## Records shown

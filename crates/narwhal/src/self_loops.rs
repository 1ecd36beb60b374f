//! Self-loops.
//!
//! Loops never take part in layering or crossing minimization: [`prepare`] hides them right at
//! the start, [`route`] lays them around their node once port positions are final and grows the
//! node's margins to make room, and [`restore`] brings them back with absolute bend points
//! after placement.

use crate::config::LayeredConfig;
use crate::error::{Error, Result};
use narwhal_graph::{EdgeId, LGraph, NodeId, Point, PortId, PortSide, Size};

#[derive(Debug, Clone)]
pub struct SelfLoop {
    pub edge: EdgeId,
    pub node: NodeId,
    pub source_side: PortSide,
    pub target_side: PortSide,
    pub clockwise: bool,
    /// Distance rank around the node, 0 innermost.
    pub level: usize,
    /// Bend points relative to the node's top-left corner.
    pub(crate) bends: Vec<Point>,
}

impl SelfLoop {
    /// Node sides the loop runs along, from the source side to the target side.
    pub fn sides(&self) -> Vec<PortSide> {
        let mut sides = vec![self.source_side];
        let mut side = self.source_side;
        while side != self.target_side {
            side = if self.clockwise { side.right() } else { side.left() };
            sides.push(side);
        }
        sides
    }
}

/// Hidden self-loops, carried from [`prepare`] to [`restore`].
#[derive(Debug, Clone, Default)]
pub struct SelfLoops {
    pub loops: Vec<SelfLoop>,
}

impl SelfLoops {
    pub fn len(&self) -> usize {
        self.loops.len()
    }

    pub fn is_empty(&self) -> bool {
        self.loops.is_empty()
    }
}

/// Hides every self-loop. Free loop ports without other edges move to their default side:
/// East for the source, North for the target.
pub fn prepare(graph: &mut LGraph) -> Result<SelfLoops> {
    let edges: Vec<EdgeId> = graph.edge_ids().filter(|&e| graph.is_self_loop(e)).collect();
    let mut loops = Vec::with_capacity(edges.len());
    for e in edges {
        graph.hide_edge(e);
        let (source, target) = (graph.edge(e).source(), graph.edge(e).target());
        default_side(graph, source, PortSide::East);
        default_side(graph, target, PortSide::North);

        let (source_side, target_side) = (graph.port(source).side, graph.port(target).side);
        let clockwise = if source_side == target_side {
            source < target
        } else {
            target_side == source_side.right()
        };
        loops.push(SelfLoop {
            edge: e,
            node: graph.port(source).node,
            source_side,
            target_side,
            clockwise,
            level: 0,
            bends: Vec::new(),
        });
    }
    tracing::debug!(loops = loops.len(), "self-loops hidden");
    Ok(SelfLoops { loops })
}

fn default_side(graph: &mut LGraph, port: PortId, side: PortSide) {
    let p = graph.port(port);
    if !p.fixed && p.degree() == 0 {
        graph.port_mut(port).side = side;
    }
}

/// Assigns loop levels per node, computes relative bend points and widens node margins so
/// that placement keeps other elements clear of the loops.
pub fn route(graph: &mut LGraph, loops: &mut SelfLoops, config: &LayeredConfig) -> Result<()> {
    let spacing = &config.spacing;
    let mut order: Vec<usize> = (0..loops.loops.len()).collect();
    order.sort_by_key(|&i| {
        let l = &loops.loops[i];
        (l.node, l.sides().len(), l.edge)
    });

    let mut previous: Option<NodeId> = None;
    let mut level = 0;
    for i in order {
        let node = loops.loops[i].node;
        if previous != Some(node) {
            level = 0;
        }
        previous = Some(node);

        let sl = &mut loops.loops[i];
        sl.level = level;
        level += 1;

        let offset = spacing.node_self_loop + sl.level as f64 * spacing.edge_edge;
        let (source, target) = (graph.edge(sl.edge).source(), graph.edge(sl.edge).target());
        let size = graph.node(node).size;
        let project = |port: PortId| {
            let p = graph.port(port);
            outside(p.side, size, offset, p.position + p.anchor)
        };

        let sides = sl.sides();
        let mut bends = vec![project(source)];
        for pair in sides.windows(2) {
            let along = outside(pair[1], size, offset, Point::default());
            bends.push(outside(pair[0], size, offset, along));
        }
        bends.push(project(target));
        sl.bends = bends;

        let margin = &mut graph.node_mut(node).margin;
        for side in sides {
            let m = match side {
                PortSide::North => &mut margin.top,
                PortSide::East => &mut margin.right,
                PortSide::South => &mut margin.bottom,
                PortSide::West => &mut margin.left,
            };
            *m = m.max(offset);
        }
    }
    Ok(())
}

/// `point` moved onto the line running `offset` outside `side`; the other coordinate stays.
fn outside(side: PortSide, size: Size, offset: f64, point: Point) -> Point {
    match side {
        PortSide::North => Point::new(point.x, -offset),
        PortSide::East => Point::new(size.width + offset, point.y),
        PortSide::South => Point::new(point.x, size.height + offset),
        PortSide::West => Point::new(-offset, point.y),
    }
}

/// Brings the loops back as ordinary edges with absolute bend points. Returns how many were
/// restored.
pub fn restore(graph: &mut LGraph, loops: SelfLoops) -> Result<usize> {
    let count = loops.len();
    for sl in loops.loops {
        if graph.node(sl.node).is_removed() {
            return Err(Error::PreconditionViolation {
                element: sl.edge.to_string(),
                reason: format!("self-loop node {} was removed", sl.node),
            });
        }
        let origin = graph.node(sl.node).position;
        graph.restore_edge(sl.edge);
        let edge = graph.edge_mut(sl.edge);
        edge.bend_points = sl.bends.into_iter().map(|b| origin + b).collect();
        edge.junction_points.clear();
    }
    Ok(count)
}
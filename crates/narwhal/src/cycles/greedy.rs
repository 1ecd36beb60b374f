//! Eades-style greedy feedback arc set.
//!
//! Sinks are ranked from the right, sources from the left, and when neither exists the node
//! with the largest outflow is ranked next from the left. Edges running from a higher to a lower
//! rank form the feedback set.

use narwhal_graph::{EdgeId, LGraph, NodeId, NodeMap};
use std::collections::VecDeque;

fn edge_weight(graph: &LGraph, e: EdgeId) -> i64 {
    let priority = graph.edge(e).priority;
    if priority > 0 { i64::from(priority) + 1 } else { 1 }
}

struct Work<'g> {
    graph: &'g LGraph,
    indeg: NodeMap<i64>,
    outdeg: NodeMap<i64>,
    mark: NodeMap<i64>,
    sources: VecDeque<NodeId>,
    sinks: VecDeque<NodeId>,
}

impl Work<'_> {
    fn update_neighbors(&mut self, node: NodeId) {
        for e in self.graph.connected_edges(node) {
            if self.graph.is_self_loop(e) {
                continue;
            }
            let other = self.graph.opposite(e, node);
            if self.mark[other] != 0 {
                continue;
            }
            let w = edge_weight(self.graph, e);
            if self.graph.source_node(e) == node {
                self.indeg[other] -= w;
                if self.indeg[other] <= 0 && self.outdeg[other] > 0 {
                    self.sources.push_back(other);
                }
            } else {
                self.outdeg[other] -= w;
                if self.outdeg[other] <= 0 && self.indeg[other] > 0 {
                    self.sinks.push_back(other);
                }
            }
        }
    }
}

pub fn greedy_fas(graph: &LGraph) -> Vec<EdgeId> {
    let nodes: Vec<NodeId> = graph.node_ids().collect();
    if nodes.len() <= 1 {
        return Vec::new();
    }

    let mut work = Work {
        graph,
        indeg: NodeMap::new(graph, 0),
        outdeg: NodeMap::new(graph, 0),
        mark: NodeMap::new(graph, 0),
        sources: VecDeque::new(),
        sinks: VecDeque::new(),
    };

    for e in graph.edge_ids() {
        if graph.is_self_loop(e) {
            continue;
        }
        let w = edge_weight(graph, e);
        work.outdeg[graph.source_node(e)] += w;
        work.indeg[graph.target_node(e)] += w;
    }
    for &n in &nodes {
        if work.outdeg[n] == 0 {
            work.sinks.push_back(n);
        } else if work.indeg[n] == 0 {
            work.sources.push_back(n);
        }
    }

    let mut next_right: i64 = -1;
    let mut next_left: i64 = 1;
    let mut unprocessed = nodes.len();

    while unprocessed > 0 {
        while let Some(sink) = work.sinks.pop_front() {
            if work.mark[sink] != 0 {
                continue;
            }
            work.mark[sink] = next_right;
            next_right -= 1;
            work.update_neighbors(sink);
            unprocessed -= 1;
        }
        while let Some(source) = work.sources.pop_front() {
            if work.mark[source] != 0 {
                continue;
            }
            work.mark[source] = next_left;
            next_left += 1;
            work.update_neighbors(source);
            unprocessed -= 1;
        }
        if unprocessed == 0 {
            break;
        }

        // Lowest id wins among equal outflows.
        let mut best: Option<(i64, NodeId)> = None;
        for &n in &nodes {
            if work.mark[n] != 0 {
                continue;
            }
            let outflow = work.outdeg[n] - work.indeg[n];
            if best.is_none_or(|(max, _)| outflow > max) {
                best = Some((outflow, n));
            }
        }
        let Some((_, picked)) = best else {
            break;
        };
        work.mark[picked] = next_left;
        next_left += 1;
        work.update_neighbors(picked);
        unprocessed -= 1;
    }

    // Sinks were numbered from -1 downwards; move them behind every left rank.
    let shift = nodes.len() as i64 + 1;
    for &n in &nodes {
        if work.mark[n] < 0 {
            work.mark[n] += shift;
        }
    }

    graph
        .edge_ids()
        .filter(|&e| {
            !graph.is_self_loop(e)
                && work.mark[graph.source_node(e)] > work.mark[graph.target_node(e)]
        })
        .collect()
}
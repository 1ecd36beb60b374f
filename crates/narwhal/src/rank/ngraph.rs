//! Working graph for network simplex.
//!
//! Nodes and edges live in flat vectors and refer to each other by index. The tree bookkeeping
//! (`parent`, `low`, `lim`, `tree`, `cut_value`) is only meaningful while the simplex runs and
//! right after it, when it is kept for [`NGraph::dump`].

use crate::error::{Error, Result};
use narwhal_graph::{EdgeId, LGraph, NodeId, NodeMap};
use serde::Serialize;

#[derive(Debug, Clone, Default)]
pub struct NNode {
    pub origin: Option<NodeId>,
    pub layer: i32,
    pub(crate) low: u32,
    pub(crate) lim: u32,
    /// Tree edge towards the root.
    pub(crate) parent: Option<usize>,
    pub(crate) incoming: Vec<usize>,
    pub(crate) outgoing: Vec<usize>,
}

impl NNode {
    pub(crate) fn incident(&self) -> impl Iterator<Item = usize> + '_ {
        self.incoming.iter().chain(self.outgoing.iter()).copied()
    }

    pub(crate) fn degree(&self) -> usize {
        self.incoming.len() + self.outgoing.len()
    }
}

#[derive(Debug, Clone)]
pub struct NEdge {
    pub origin: Option<EdgeId>,
    pub source: usize,
    pub target: usize,
    pub weight: f64,
    pub delta: i32,
    pub cut_value: f64,
    pub tree: bool,
}

impl NEdge {
    pub(crate) fn other(&self, node: usize) -> usize {
        if self.source == node {
            self.target
        } else {
            self.source
        }
    }
}

#[derive(Debug, Clone, Default)]
pub struct NGraph {
    pub(crate) nodes: Vec<NNode>,
    pub(crate) edges: Vec<NEdge>,
}

impl NGraph {
    pub fn new() -> Self {
        Self::default()
    }

    pub fn add_node(&mut self, origin: Option<NodeId>) -> usize {
        self.nodes.push(NNode {
            origin,
            ..Default::default()
        });
        self.nodes.len() - 1
    }

    pub fn add_edge(&mut self, source: usize, target: usize, weight: f64, delta: i32) -> usize {
        self.push_edge(source, target, weight, delta, None)
    }

    fn push_edge(
        &mut self,
        source: usize,
        target: usize,
        weight: f64,
        delta: i32,
        origin: Option<EdgeId>,
    ) -> usize {
        let ix = self.edges.len();
        self.edges.push(NEdge {
            origin,
            source,
            target,
            weight,
            delta,
            cut_value: 0.0,
            tree: false,
        });
        self.nodes[source].outgoing.push(ix);
        self.nodes[target].incoming.push(ix);
        ix
    }

    /// One node per live node and one edge per active, non-loop edge, both in insertion order.
    pub fn from_lgraph(graph: &LGraph) -> Result<Self> {
        let mut ng = NGraph::new();
        let mut index = NodeMap::new(graph, usize::MAX);
        for id in graph.node_ids() {
            index[id] = ng.add_node(Some(id));
        }
        for e in graph.edge_ids() {
            if graph.is_self_loop(e) {
                continue;
            }
            let edge = graph.edge(e);
            if !edge.weight.is_finite() || edge.weight < 0.0 {
                return Err(Error::PreconditionViolation {
                    element: e.to_string(),
                    reason: format!(
                        "edge weight must be finite and non-negative, got {}",
                        edge.weight
                    ),
                });
            }
            let delta = match i32::try_from(edge.delta) {
                Ok(delta) if delta >= 1 => delta,
                _ => {
                    return Err(Error::PreconditionViolation {
                        element: e.to_string(),
                        reason: format!("edge delta must be at least 1, got {}", edge.delta),
                    });
                }
            };
            let (s, t) = (index[graph.source_node(e)], index[graph.target_node(e)]);
            ng.push_edge(s, t, edge.weight, delta, Some(e));
        }
        Ok(ng)
    }

    /// Rebuilds the layers of `graph` from the computed layer values. Nodes keep their insertion
    /// order inside each layer.
    pub fn apply_layers(&self, graph: &mut LGraph) {
        graph.clear_layers();
        let count = self
            .nodes
            .iter()
            .map(|n| n.layer + 1)
            .max()
            .unwrap_or(0)
            .max(0);
        let layers: Vec<_> = (0..count).map(|_| graph.add_layer()).collect();
        for n in &self.nodes {
            if let Some(origin) = n.origin {
                graph.assign_layer(origin, layers[n.layer.max(0) as usize]);
            }
        }
    }

    pub fn node_count(&self) -> usize {
        self.nodes.len()
    }

    pub fn edge_count(&self) -> usize {
        self.edges.len()
    }

    pub fn layer(&self, node: usize) -> i32 {
        self.nodes[node].layer
    }

    pub fn edge(&self, edge: usize) -> &NEdge {
        &self.edges[edge]
    }

    pub(crate) fn slack(&self, edge: usize) -> i32 {
        let e = &self.edges[edge];
        self.nodes[e.target].layer - self.nodes[e.source].layer - e.delta
    }

    /// `sum(weight * span)` over all edges.
    pub fn weighted_span(&self) -> f64 {
        self.edges
            .iter()
            .map(|e| e.weight * f64::from(self.nodes[e.target].layer - self.nodes[e.source].layer))
            .sum()
    }

    /// Whether every edge spans at least its delta.
    pub fn is_feasible(&self) -> bool {
        (0..self.edges.len()).all(|e| self.slack(e) >= 0)
    }

    pub(crate) fn element_name(&self, node: usize) -> String {
        match self.nodes[node].origin {
            Some(id) => id.to_string(),
            None => format!("#{node}"),
        }
    }

    /// Weakly connected components, each listed in ascending node order.
    pub(crate) fn components(&self) -> Vec<Vec<usize>> {
        let mut seen = vec![false; self.nodes.len()];
        let mut out = Vec::new();
        for start in 0..self.nodes.len() {
            if seen[start] {
                continue;
            }
            seen[start] = true;
            let mut comp = vec![start];
            let mut stack = vec![start];
            while let Some(v) = stack.pop() {
                for e in self.nodes[v].incident() {
                    let w = self.edges[e].other(v);
                    if !seen[w] {
                        seen[w] = true;
                        comp.push(w);
                        stack.push(w);
                    }
                }
            }
            comp.sort_unstable();
            out.push(comp);
        }
        out
    }

    /// Copies the subgraph induced by `nodes`. Returns it together with the original index of
    /// every extracted edge.
    pub(crate) fn extract(&self, nodes: &[usize]) -> (NGraph, Vec<usize>) {
        let mut local = vec![usize::MAX; self.nodes.len()];
        let mut sub = NGraph::new();
        for &n in nodes {
            local[n] = sub.add_node(self.nodes[n].origin);
            sub.nodes[local[n]].layer = self.nodes[n].layer;
        }
        let mut edge_map = Vec::new();
        for &n in nodes {
            for &e in &self.nodes[n].outgoing {
                let edge = &self.edges[e];
                if local[edge.target] == usize::MAX {
                    continue;
                }
                sub.push_edge(
                    local[edge.source],
                    local[edge.target],
                    edge.weight,
                    edge.delta,
                    edge.origin,
                );
                edge_map.push(e);
            }
        }
        (sub, edge_map)
    }

    /// Copies solver state back from a graph produced by [`extract`](Self::extract).
    pub(crate) fn write_back(&mut self, nodes: &[usize], sub: &NGraph, edge_map: &[usize]) {
        for (local, &n) in nodes.iter().enumerate() {
            let src = &sub.nodes[local];
            let dst = &mut self.nodes[n];
            dst.layer = src.layer;
            dst.low = src.low;
            dst.lim = src.lim;
            dst.parent = src.parent.map(|e| edge_map[e]);
        }
        for (local, &e) in edge_map.iter().enumerate() {
            self.edges[e].tree = sub.edges[local].tree;
            self.edges[e].cut_value = sub.edges[local].cut_value;
        }
    }

    pub fn dump(&self) -> NGraphDump {
        NGraphDump {
            nodes: self
                .nodes
                .iter()
                .enumerate()
                .map(|(ix, n)| NNodeDump {
                    id: ix,
                    origin: n.origin.map(|o| o.to_string()),
                    layer: n.layer,
                    low: n.low,
                    lim: n.lim,
                })
                .collect(),
            edges: self
                .edges
                .iter()
                .map(|e| NEdgeDump {
                    origin: e.origin.map(|o| o.to_string()),
                    source: e.source,
                    target: e.target,
                    weight: e.weight,
                    delta: e.delta,
                    cut_value: e.cut_value,
                    tree: e.tree,
                })
                .collect(),
        }
    }
}

#[derive(Debug, Clone, Serialize)]
#[serde(rename_all = "camelCase")]
pub struct NNodeDump {
    pub id: usize,
    pub origin: Option<String>,
    pub layer: i32,
    pub low: u32,
    pub lim: u32,
}

#[derive(Debug, Clone, Serialize)]
#[serde(rename_all = "camelCase")]
pub struct NEdgeDump {
    pub origin: Option<String>,
    pub source: usize,
    pub target: usize,
    pub weight: f64,
    pub delta: i32,
    pub cut_value: f64,
    pub tree: bool,
}

#[derive(Debug, Clone, Serialize)]
pub struct NGraphDump {
    pub nodes: Vec<NNodeDump>,
    pub edges: Vec<NEdgeDump>,
}
//! Block building: vertical alignment along median edges and the inner shifts that make
//! aligned ports line up.

use super::BkContext;
use super::layout::{AlignedLayout, HDirection, VDirection};
use narwhal_graph::{EdgeId, EdgeMap, NodeId};

/// Aligns each node with one of its median neighbours in the preceding layer (in pass
/// direction), skipping marked edges and alignments that would cross an earlier one.
pub(super) fn vertical_alignment(
    ctx: &BkContext<'_>,
    layout: &mut AlignedLayout,
    marked: &EdgeMap<bool>,
) {
    let mut layers: Vec<&Vec<NodeId>> = ctx.nb.layers.iter().collect();
    if layout.hdir == HDirection::Left {
        layers.reverse();
    }

    for layer in layers {
        let mut nodes: Vec<NodeId> = layer.clone();
        if layout.vdir == VDirection::Up {
            nodes.reverse();
        }
        let mut r: i64 = match layout.vdir {
            VDirection::Up => i64::MAX,
            VDirection::Down => -1,
        };

        for v in nodes {
            let neighbors = match layout.hdir {
                HDirection::Left => &ctx.nb.right[v],
                HDirection::Right => &ctx.nb.left[v],
            };
            let d = neighbors.len();
            if d == 0 {
                continue;
            }
            let low = (d + 1) / 2 - 1;
            let high = (d + 2) / 2 - 1;
            let medians: Vec<usize> = match layout.vdir {
                VDirection::Up => (low..=high).rev().collect(),
                VDirection::Down => (low..=high).collect(),
            };

            for m in medians {
                if layout.align[v] != v {
                    break;
                }
                let (u, e) = neighbors[m];
                let u_index = ctx.nb.index[u] as i64;
                let in_order = match layout.vdir {
                    VDirection::Down => r < u_index,
                    VDirection::Up => r > u_index,
                };
                if !marked[e] && in_order {
                    layout.align[u] = v;
                    layout.root[v] = layout.root[u];
                    layout.align[v] = layout.root[v];
                    r = u_index;
                }
            }
        }
    }
}

/// Computes, per block, the offset of every member relative to the block's top and the
/// block's total extent including margins.
pub(super) fn inside_block_shift(ctx: &BkContext<'_>, layout: &mut AlignedLayout) {
    let roots: Vec<NodeId> = ctx.nb.nodes().filter(|&v| layout.root[v] == v).collect();
    for root in roots {
        let root_node = ctx.graph.node(root);
        let mut space_above = root_node.margin.top;
        let mut space_below = root_node.size.height + root_node.margin.bottom;
        layout.inner_shift[root] = 0.0;

        let mut current = root;
        let mut next = layout.align[root];
        while next != root {
            let diff = match edge_between(ctx, current, next) {
                Some(e) => port_offset(ctx, e, current) - port_offset(ctx, e, next),
                None => 0.0,
            };
            layout.inner_shift[next] = layout.inner_shift[current] + diff;

            let node = ctx.graph.node(next);
            space_above = space_above.max(node.margin.top - layout.inner_shift[next]);
            space_below = space_below
                .max(layout.inner_shift[next] + node.size.height + node.margin.bottom);
            current = next;
            next = layout.align[next];
        }

        for member in layout.block(root) {
            layout.inner_shift[member] += space_above;
        }
        layout.block_size[root] = space_above + space_below;
    }
}

fn edge_between(ctx: &BkContext<'_>, a: NodeId, b: NodeId) -> Option<EdgeId> {
    ctx.nb.left[a]
        .iter()
        .chain(&ctx.nb.right[a])
        .find(|&&(n, _)| n == b)
        .map(|&(_, e)| e)
}

/// Port anchor y of edge `e` relative to the top of `node`.
fn port_offset(ctx: &BkContext<'_>, e: EdgeId, node: NodeId) -> f64 {
    let edge = ctx.graph.edge(e);
    let port = if ctx.graph.port(edge.source()).node == node {
        ctx.graph.port(edge.source())
    } else {
        ctx.graph.port(edge.target())
    };
    port.position.y + port.anchor.y
}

## Exercise requirements
Set aside each line above that includes the string "North" and report it.

## Written response
/// East for the source, North for the target.
        default_side(graph, target, PortSide::North);
                PortSide::North => &mut margin.top,
        PortSide::North => Point::new(point.x, -offset),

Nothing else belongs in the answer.